Data to examine:
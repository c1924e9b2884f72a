// Copyright (C) 2026  Caprica Software Limited
//
// This program is free software: you can redistribute it and/or modify
// it under the terms of the GNU General Public License as published by
// the Free Software Foundation, either version 3 of the License, or
// (at your option) any later version.
//
// This program is distributed in the hope that it will be useful,
// but WITHOUT ANY WARRANTY; without even the implied warranty of
// MERCHANTABILITY or FITNESS FOR A PARTICULAR PURPOSE.  See the
// GNU General Public License for more details.
//
// You should have received a copy of the GNU General Public License
// along with this program.  If not, see <https://www.gnu.org/licenses/>.

//! Render the OLED panel.

use ratatui::{
    Frame,
    layout::{Alignment, Constraint, Flex, Layout, Rect},
    style::{Modifier, Style},
    text::Line,
    widgets::{Block, Borders, Padding, Paragraph},
};

use bitloop::hardware::{Align, TextLine};

use crate::{
    sim::{SCREEN_COLUMNS, SCREEN_ROWS},
    theme::Theme,
};

/// Draws the panel centred in `area`, clipping rows and columns to the
/// physical character grid.
pub(crate) fn draw_oled(f: &mut Frame, area: Rect, screen: &[TextLine], theme: &Theme) {
    // Border plus one column of padding on each side.
    let width = SCREEN_COLUMNS as u16 + 4;
    let height = SCREEN_ROWS as u16 + 2;

    let [column] = Layout::horizontal([Constraint::Length(width)])
        .flex(Flex::Center)
        .areas(area);
    let [panel] = Layout::vertical([Constraint::Length(height)])
        .flex(Flex::Center)
        .areas(column);

    let block = Block::default()
        .borders(Borders::ALL)
        .border_style(Style::default().fg(theme.border_colour))
        .title(" OLED ")
        .title_alignment(Alignment::Center)
        .padding(Padding::horizontal(1))
        .style(Style::default().bg(theme.oled_bg));

    let lines: Vec<Line> = screen
        .iter()
        .take(SCREEN_ROWS)
        .map(|line| {
            let text: String = line.text.chars().take(SCREEN_COLUMNS).collect();
            Line::from(text).alignment(alignment(line.align))
        })
        .collect();

    let paragraph = Paragraph::new(lines)
        .block(block)
        .style(
            Style::default()
                .fg(theme.oled_fg)
                .add_modifier(Modifier::BOLD),
        );
    f.render_widget(paragraph, panel);
}

fn alignment(align: Align) -> Alignment {
    match align {
        Align::Left => Alignment::Left,
        Align::Center => Alignment::Center,
        Align::Right => Alignment::Right,
    }
}
// Copyright (C) 2026  Caprica Software Limited
//
// This program is free software: you can redistribute it and/or modify
// it under the terms of the GNU General Public License as published by
// the Free Software Foundation, either version 3 of the License, or
// (at your option) any later version.
//
// This program is distributed in the hope that it will be useful,
// but WITHOUT ANY WARRANTY; without even the implied warranty of
// MERCHANTABILITY or FITNESS FOR A PARTICULAR PURPOSE.  See the
// GNU General Public License for more details.
//
// You should have received a copy of the GNU General Public License
// along with this program.  If not, see <https://www.gnu.org/licenses/>.

//! Application configuration.
//!
//! This module manages the runtime configuration file. Every section falls
//! back to its defaults when missing, so a partial file written by hand is
//! still usable.

use std::time::Duration;

use serde::{Deserialize, Serialize};

const CONFIG_NAME: &str = "bitloop";

#[derive(Serialize, Deserialize, Debug, Clone)]
#[serde(default)]
pub struct AppConfig {
    pub version: u32,
    pub fps: u32,
    pub input: InputConfig,
    pub audio: AudioConfig,
    pub matrix: MatrixConfig,
    pub music_dir: String,
    pub patterns_dir: String,
}

/// Debounce and classification settings for the board inputs.
#[derive(Serialize, Deserialize, Debug, Clone)]
#[serde(default)]
pub struct InputConfig {
    pub debounce_ms: u64,
    pub long_press_ms: u64,
    /// Interval for repeat events while a button is held, `None` disables
    /// them.
    pub repeat_ms: Option<u64>,
    /// Minimum spacing between two generated events of the same kind.
    pub event_window_ms: u64,
    /// Joystick dead zone in raw ADC units (0..=65535).
    pub deadzone: u16,
    pub invert_y: bool,
}

#[derive(Serialize, Deserialize, Debug, Clone)]
#[serde(default)]
pub struct AudioConfig {
    /// Upper bound for a single blocking actuation.
    pub max_slice_ms: u64,
    pub volume: f32,
}

/// Geometry and brightness of the LED matrix.
#[derive(Serialize, Deserialize, Debug, Clone)]
#[serde(default)]
pub struct MatrixConfig {
    pub width: usize,
    pub height: usize,
    pub brightness: f32,
}

impl Default for AppConfig {
    fn default() -> Self {
        Self {
            version: 1,
            fps: 30,
            input: InputConfig::default(),
            audio: AudioConfig::default(),
            matrix: MatrixConfig::default(),
            music_dir: "assets/audio/music".to_string(),
            patterns_dir: "assets/patterns".to_string(),
        }
    }
}

impl Default for InputConfig {
    fn default() -> Self {
        Self {
            debounce_ms: 100,
            long_press_ms: 1000,
            repeat_ms: Some(200),
            event_window_ms: 100,
            deadzone: 3000,
            invert_y: false,
        }
    }
}

impl Default for AudioConfig {
    fn default() -> Self {
        Self {
            max_slice_ms: 200,
            volume: 0.3,
        }
    }
}

impl Default for MatrixConfig {
    fn default() -> Self {
        Self {
            width: 5,
            height: 5,
            brightness: 0.15,
        }
    }
}

impl InputConfig {
    pub fn debounce(&self) -> Duration {
        Duration::from_millis(self.debounce_ms)
    }

    pub fn long_press(&self) -> Duration {
        Duration::from_millis(self.long_press_ms)
    }

    pub fn repeat(&self) -> Option<Duration> {
        self.repeat_ms.filter(|ms| *ms > 0).map(Duration::from_millis)
    }

    pub fn event_window(&self) -> Duration {
        Duration::from_millis(self.event_window_ms)
    }
}

impl AudioConfig {
    pub fn max_slice(&self) -> Duration {
        Duration::from_millis(self.max_slice_ms)
    }

    /// Volume clamped to the 0.0..=1.0 range.
    pub fn volume(&self) -> f32 {
        self.volume.clamp(0.0, 1.0)
    }
}

impl MatrixConfig {
    /// Brightness clamped to the 0.0..=1.0 range.
    pub fn brightness(&self) -> f32 {
        self.brightness.clamp(0.0, 1.0)
    }
}

/// Loads the configuration from the platform config directory.
///
/// # Note
///
/// A missing or unreadable file is not an error: the defaults are used
/// instead, and written back on the next [`save_config`].
pub fn load_config() -> AppConfig {
    confy::load(CONFIG_NAME, None).unwrap_or_default()
}

/// Stores `cfg` in the platform config directory.
///
/// # Errors
///
/// Returns the underlying [`confy::ConfyError`] if the file cannot be
/// serialised or written.
pub fn save_config(cfg: &AppConfig) -> Result<(), confy::ConfyError> {
    confy::store(CONFIG_NAME, None, cfg)
}

#[cfg(test)]
mod tests {
    use super::*;

    #[test]
    fn test_default_timings() {
        let config = AppConfig::default();
        assert_eq!(config.fps, 30);
        assert_eq!(config.input.debounce(), Duration::from_millis(100));
        assert_eq!(config.input.long_press(), Duration::from_secs(1));
        assert_eq!(config.input.repeat(), Some(Duration::from_millis(200)));
        assert_eq!(config.audio.max_slice(), Duration::from_millis(200));
        assert_eq!((config.matrix.width, config.matrix.height), (5, 5));
        assert_eq!(config.matrix.brightness(), 0.15);
        assert_eq!(config.patterns_dir, "assets/patterns");
    }

    #[test]
    fn test_zero_repeat_disables_repeats() {
        let input = InputConfig {
            repeat_ms: Some(0),
            ..InputConfig::default()
        };
        assert_eq!(input.repeat(), None);
    }

    #[test]
    fn test_volume_is_clamped() {
        let audio = AudioConfig {
            volume: 1.7,
            ..AudioConfig::default()
        };
        assert_eq!(audio.volume(), 1.0);
    }
}
// Copyright (C) 2026  Caprica Software Limited
//
// This program is free software: you can redistribute it and/or modify
// it under the terms of the GNU General Public License as published by
// the Free Software Foundation, either version 3 of the License, or
// (at your option) any later version.
//
// This program is distributed in the hope that it will be useful,
// but WITHOUT ANY WARRANTY; without even the implied warranty of
// MERCHANTABILITY or FITNESS FOR A PARTICULAR PURPOSE.  See the
// GNU General Public License for more details.
//
// You should have received a copy of the GNU General Public License
// along with this program.  If not, see <https://www.gnu.org/licenses/>.

//! Melody browser and player.
//!
//! Lists the melody files in the configured directory. A plays the selected
//! melody, the joystick button pauses and resumes, B stops playback or,
//! when nothing is playing, goes back to the menu.

use std::time::Duration;

use log::info;

use bitloop::assets::AssetEntry;
use bitloop::config::AppConfig;
use bitloop::events::{Button, ButtonAction, Event, EventKind, Motion};
use bitloop::hardware::TextLine;
use bitloop::hardware::layout::{fit, menu_lines};
use bitloop::scene::{Navigation, Scene, SceneContext};
use bitloop::sequencer::{
    MelodyDir, Note, Progress, Sequencer, SequencerState, load_or_empty,
};

use crate::apps::{Selection, click, error_beep};

const LINE_WIDTH: usize = 16;
const BAR_WIDTH: usize = 10;

pub(crate) struct MelodyPlayer {
    library: MelodyDir,
    entries: Vec<AssetEntry>,
    selection: Selection,
    sequencer: Sequencer<Note>,
    now_playing: Option<String>,
    shown_percent: u32,
}

impl MelodyPlayer {
    pub(crate) fn new(config: &AppConfig) -> Self {
        Self {
            library: MelodyDir::new(&config.music_dir),
            entries: Vec::new(),
            selection: Selection::default(),
            sequencer: Sequencer::new(config.audio.max_slice()),
            now_playing: None,
            shown_percent: 0,
        }
    }

    fn play_selected(&mut self, ctx: &mut SceneContext<'_>) {
        let Some(entry) = self.entries.get(self.selection.index()) else {
            error_beep(ctx);
            return;
        };
        let steps = load_or_empty(&self.library, &entry.id);
        if steps.is_empty() {
            error_beep(ctx);
            return;
        }
        info!("playing '{}' ({} steps)", entry.title, steps.len());
        self.sequencer.start(steps, ctx.now);
        self.now_playing = Some(entry.title.clone());
        self.shown_percent = 0;
        ctx.mark_dirty();
    }

    fn toggle_pause(&mut self, ctx: &mut SceneContext<'_>) {
        match self.sequencer.state() {
            SequencerState::Playing => {
                self.sequencer.pause(ctx.now);
                ctx.hardware.buzzer.silence();
            }
            SequencerState::Paused => self.sequencer.resume(ctx.now),
            SequencerState::Stopped => return,
        }
        ctx.mark_dirty();
    }

    fn stop(&mut self, ctx: &mut SceneContext<'_>) {
        self.sequencer.stop(ctx.hardware.buzzer.as_mut());
        self.now_playing = None;
        ctx.mark_dirty();
    }

    fn percent(&self) -> u32 {
        (self.sequencer.progress() * 100.0).round() as u32
    }

    fn playing_lines(&self, title: &str) -> Vec<TextLine> {
        let percent = self.percent();
        let filled = (percent as usize * BAR_WIDTH / 100).min(BAR_WIDTH);
        let bar = format!(
            "[{}{}]",
            "#".repeat(filled),
            ".".repeat(BAR_WIDTH - filled)
        );
        let status = match self.sequencer.state() {
            SequencerState::Paused => "PAUSED",
            _ => "PLAYING",
        };
        vec![
            TextLine::center("NOW PLAYING"),
            TextLine::blank(),
            TextLine::center(fit(title, LINE_WIDTH)),
            TextLine::blank(),
            TextLine::center(format!("{} {:>3}%", bar, percent)),
            TextLine::center(status),
            TextLine::blank(),
            TextLine::center("PUSH:PAUSE B:END"),
        ]
    }
}

impl Scene for MelodyPlayer {
    fn enter(&mut self, _ctx: &mut SceneContext<'_>) {
        self.entries = self.library.list();
        self.selection.clamp(self.entries.len());
        info!(
            "{} melodies in {}",
            self.entries.len(),
            self.library.root().display()
        );
    }

    fn exit(&mut self, ctx: &mut SceneContext<'_>) {
        self.stop(ctx);
    }

    fn handle_input(&mut self, event: &Event, ctx: &mut SceneContext<'_>) -> Navigation {
        if event.kind == EventKind::SequenceFinished {
            self.now_playing = None;
            ctx.mark_dirty();
            return Navigation::Stay;
        }

        if self.now_playing.is_none() {
            match event.motion() {
                Some(Motion::Up) => {
                    self.selection.previous(self.entries.len());
                    click(ctx);
                    ctx.mark_dirty();
                }
                Some(Motion::Down) => {
                    self.selection.next(self.entries.len());
                    click(ctx);
                    ctx.mark_dirty();
                }
                _ => {}
            }
        }

        if event.is_button(Button::A, ButtonAction::Down) {
            self.play_selected(ctx);
        } else if event.is_button(Button::Stick, ButtonAction::Down) {
            self.toggle_pause(ctx);
        } else if event.is_button(Button::B, ButtonAction::Down) {
            if self.sequencer.state() == SequencerState::Stopped {
                return Navigation::Back;
            }
            self.stop(ctx);
        }
        Navigation::Stay
    }

    fn update(&mut self, _dt: Duration, ctx: &mut SceneContext<'_>) -> Navigation {
        match self
            .sequencer
            .update(ctx.now, ctx.hardware.buzzer.as_mut())
        {
            Progress::Completed => {
                ctx.post(EventKind::SequenceFinished);
                ctx.mark_dirty();
            }
            Progress::Playing => {
                let percent = self.percent();
                if percent != self.shown_percent {
                    self.shown_percent = percent;
                    ctx.mark_dirty();
                }
            }
            Progress::Idle => {}
        }
        Navigation::Stay
    }

    fn render(&mut self, ctx: &mut SceneContext<'_>) {
        let lines = match &self.now_playing {
            Some(title) => self.playing_lines(title),
            None if self.entries.is_empty() => vec![
                TextLine::center("MELODIES"),
                TextLine::blank(),
                TextLine::center("NO MELODIES"),
                TextLine::center("FOUND"),
            ],
            None => {
                let titles: Vec<String> = self
                    .entries
                    .iter()
                    .map(|e| fit(&e.title, LINE_WIDTH - 2))
                    .collect();
                let rows = ctx.hardware.display.rows();
                menu_lines(
                    "MELODIES",
                    &titles,
                    self.selection.index(),
                    Some("A:PLAY B:BACK"),
                    rows,
                )
            }
        };
        ctx.render(&lines);
    }
}

#[cfg(test)]
mod tests {
    use std::fs;

    use tempfile::TempDir;

    use super::*;
    use crate::apps::testing::{Rig, press};

    fn player_with(melodies: &[(&str, &str)]) -> (MelodyPlayer, TempDir) {
        let dir = TempDir::new().unwrap();
        for (name, content) in melodies {
            fs::write(dir.path().join(name), content).unwrap();
        }
        let config = AppConfig {
            music_dir: dir.path().to_string_lossy().into_owned(),
            ..AppConfig::default()
        };
        (MelodyPlayer::new(&config), dir)
    }

    #[test]
    fn test_plays_selected_melody_to_completion() {
        let (mut player, _dir) = player_with(&[("scale.txt", "262:0.1\n294:0.1\n")]);
        let mut rig = Rig::new();

        {
            let mut ctx = rig.ctx();
            player.enter(&mut ctx);
            player.handle_input(&press(Button::A), &mut ctx);
        }
        for _ in 0..25 {
            let mut ctx = rig.ctx();
            player.update(Duration::from_millis(10), &mut ctx);
            rig.advance(10);
        }

        let tones: Vec<_> = rig.buzzer.emitted().into_iter().map(|(n, _)| n).collect();
        assert_eq!(tones, vec![Note::Tone(262), Note::Tone(294)]);
        let events = rig.events.drain();
        assert!(events.iter().any(|e| e.kind == EventKind::SequenceFinished));
    }

    #[test]
    fn test_broken_melody_gives_error_beep() {
        let (mut player, _dir) = player_with(&[("broken.txt", "# nothing\n")]);
        let mut rig = Rig::new();
        let mut ctx = rig.ctx();

        player.enter(&mut ctx);
        player.handle_input(&press(Button::A), &mut ctx);
        assert_eq!(player.sequencer.state(), SequencerState::Stopped);
        drop(ctx);
        assert_eq!(rig.buzzer.emitted()[0].0, Note::Tone(200));
    }

    #[test]
    fn test_b_stops_then_goes_back() {
        let (mut player, _dir) = player_with(&[("long.txt", "440:5.0\n")]);
        let mut rig = Rig::new();
        let mut ctx = rig.ctx();

        player.enter(&mut ctx);
        player.handle_input(&press(Button::A), &mut ctx);
        assert!(matches!(
            player.handle_input(&press(Button::B), &mut ctx),
            Navigation::Stay
        ));
        assert_eq!(player.sequencer.state(), SequencerState::Stopped);
        assert!(matches!(
            player.handle_input(&press(Button::B), &mut ctx),
            Navigation::Back
        ));
    }

    #[test]
    fn test_stick_button_pauses_and_resumes() {
        let (mut player, _dir) = player_with(&[("long.txt", "440:5.0\n")]);
        let mut rig = Rig::new();
        let mut ctx = rig.ctx();

        player.enter(&mut ctx);
        player.handle_input(&press(Button::A), &mut ctx);
        player.handle_input(&press(Button::Stick), &mut ctx);
        assert_eq!(player.sequencer.state(), SequencerState::Paused);
        player.handle_input(&press(Button::Stick), &mut ctx);
        assert_eq!(player.sequencer.state(), SequencerState::Playing);
    }

    #[test]
    fn test_empty_library_renders_notice() {
        let (mut player, _dir) = player_with(&[]);
        let mut rig = Rig::new();
        {
            let mut ctx = rig.ctx();
            player.enter(&mut ctx);
            player.render(&mut ctx);
        }
        assert!(rig.display.shows("NO MELODIES"));
    }
}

Action item:
Collect the lines of the data that carry the word "info".

Finished task:
use log::info;
        info!("playing '{}' ({} steps)", entry.title, steps.len());
        info!(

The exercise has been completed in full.